* ACTION ITEM: Search the data below for "offset"; list each line that holds it.

#### ENTRIES PROVIDED ####

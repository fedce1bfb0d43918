//! Failure injection for the storage layer.
//!
//! [`FlakyBackend`] wraps an in-memory store and fails appends or syncs on
//! demand. Tests keep the matching [`FaultHandle`] to flip faults while the
//! store owns the backend, and to take a copy of the bytes that "reached
//! disk" for a crash-and-reopen check.

use itemsync_core::{StoreConfig, SyncStore};
use itemsync_storage::{InMemoryBackend, StorageBackend, StorageError, StorageResult};
use parking_lot::Mutex;
use std::io;
use std::sync::atomic::{AtomicBool, AtomicUsize, Ordering};
use std::sync::Arc;

/// How an append misbehaves while its fault is armed.
#[derive(Debug, Clone, Copy, PartialEq, Eq)]
pub enum AppendFault {
    /// Writes nothing and fails.
    Reject,
    /// Writes the first half of the bytes, then fails.
    Tear,
}

#[derive(Debug, Default)]
struct Faults {
    reject_append: AtomicBool,
    tear_append: AtomicBool,
    fail_sync: AtomicBool,
    appends: AtomicUsize,
    injected: AtomicUsize,
}

/// Backend whose writes can be made to fail.
#[derive(Debug)]
pub struct FlakyBackend {
    inner: Arc<Mutex<InMemoryBackend>>,
    faults: Arc<Faults>,
}

/// Switches faults on a [`FlakyBackend`] owned by someone else.
#[derive(Debug, Clone)]
pub struct FaultHandle {
    inner: Arc<Mutex<InMemoryBackend>>,
    faults: Arc<Faults>,
}

impl FlakyBackend {
    /// Creates an empty backend and its fault handle.
    pub fn new() -> (Self, FaultHandle) {
        Self::with_bytes(Vec::new())
    }

    /// Creates a backend that already holds `bytes`.
    pub fn with_bytes(bytes: Vec<u8>) -> (Self, FaultHandle) {
        let inner = Arc::new(Mutex::new(InMemoryBackend::with_bytes(bytes)));
        let faults = Arc::new(Faults::default());
        let handle = FaultHandle {
            inner: Arc::clone(&inner),
            faults: Arc::clone(&faults),
        };
        (Self { inner, faults }, handle)
    }

    fn injected(&self, what: &str) -> StorageError {
        self.faults.injected.fetch_add(1, Ordering::SeqCst);
        StorageError::Io(io::Error::new(
            io::ErrorKind::Other,
            format!("injected {what} failure"),
        ))
    }
}

impl StorageBackend for FlakyBackend {
    fn read_at(&self, offset: u64, len: usize) -> StorageResult<Vec<u8>> {
        self.inner.lock().read_at(offset, len)
    }

    fn append(&mut self, data: &[u8]) -> StorageResult<u64> {
        self.faults.appends.fetch_add(1, Ordering::SeqCst);
        if self.faults.reject_append.load(Ordering::SeqCst) {
            return Err(self.injected("append"));
        }
        if self.faults.tear_append.load(Ordering::SeqCst) {
            let half = data.len() / 2;
            if half > 0 {
                self.inner.lock().append(&data[..half])?;
            }
            return Err(self.injected("torn append"));
        }
        self.inner.lock().append(data)
    }

    fn flush(&mut self) -> StorageResult<()> {
        self.inner.lock().flush()
    }

    fn sync(&mut self) -> StorageResult<()> {
        if self.faults.fail_sync.load(Ordering::SeqCst) {
            return Err(self.injected("sync"));
        }
        self.inner.lock().sync()
    }

    fn size(&self) -> StorageResult<u64> {
        self.inner.lock().size()
    }

    fn truncate(&mut self, new_size: u64) -> StorageResult<()> {
        self.inner.lock().truncate(new_size)
    }
}

impl FaultHandle {
    /// Arms or clears an append fault. `None` clears both kinds.
    pub fn set_append_fault(&self, fault: Option<AppendFault>) {
        self.faults
            .reject_append
            .store(fault == Some(AppendFault::Reject), Ordering::SeqCst);
        self.faults
            .tear_append
            .store(fault == Some(AppendFault::Tear), Ordering::SeqCst);
    }

    /// Makes every sync fail until cleared.
    pub fn set_fail_sync(&self, fail: bool) {
        self.faults.fail_sync.store(fail, Ordering::SeqCst);
    }

    /// Clears all faults.
    pub fn heal(&self) {
        self.set_append_fault(None);
        self.set_fail_sync(false);
    }

    /// Append calls seen so far, failed ones included.
    pub fn appends(&self) -> usize {
        self.faults.appends.load(Ordering::SeqCst)
    }

    /// Failures injected so far.
    pub fn injected(&self) -> usize {
        self.faults.injected.load(Ordering::SeqCst)
    }

    /// Copy of the bytes currently stored.
    pub fn snapshot(&self) -> Vec<u8> {
        self.inner.lock().snapshot()
    }
}

/// Opens a store on a fresh [`FlakyBackend`] with fsync on every commit.
pub fn flaky_store() -> (SyncStore, FaultHandle) {
    let (backend, handle) = FlakyBackend::new();
    let store = SyncStore::with_backend(Box::new(backend), StoreConfig::default())
        .expect("Failed to open flaky store");
    (store, handle)
}

/// Opens a plain in-memory store over bytes captured with
/// [`FaultHandle::snapshot`], as if the process had crashed.
pub fn reopen_snapshot(bytes: Vec<u8>) -> SyncStore {
    SyncStore::with_backend(
        Box::new(InMemoryBackend::with_bytes(bytes)),
        StoreConfig::default(),
    )
    .expect("Failed to reopen snapshot")
}

#[cfg(test)]
mod tests {
    use super::*;

    #[test]
    fn faults_toggle() {
        let (mut backend, handle) = FlakyBackend::new();
        backend.append(b"ok").unwrap();

        handle.set_append_fault(Some(AppendFault::Tear));
        assert!(backend.append(b"torn").is_err());
        assert_eq!(handle.snapshot(), b"okto");

        handle.set_append_fault(Some(AppendFault::Reject));
        assert!(backend.append(b"never").is_err());
        assert_eq!(backend.size().unwrap(), 4);

        handle.set_fail_sync(true);
        assert!(backend.sync().is_err());

        handle.heal();
        backend.sync().unwrap();
        assert_eq!(handle.appends(), 3);
        assert_eq!(handle.injected(), 3);
    }
}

####

* EXERCISE SOLUTION:
    fn read_at(&self, offset: u64, len: usize) -> StorageResult<Vec<u8>> {
        self.inner.lock().read_at(offset, len)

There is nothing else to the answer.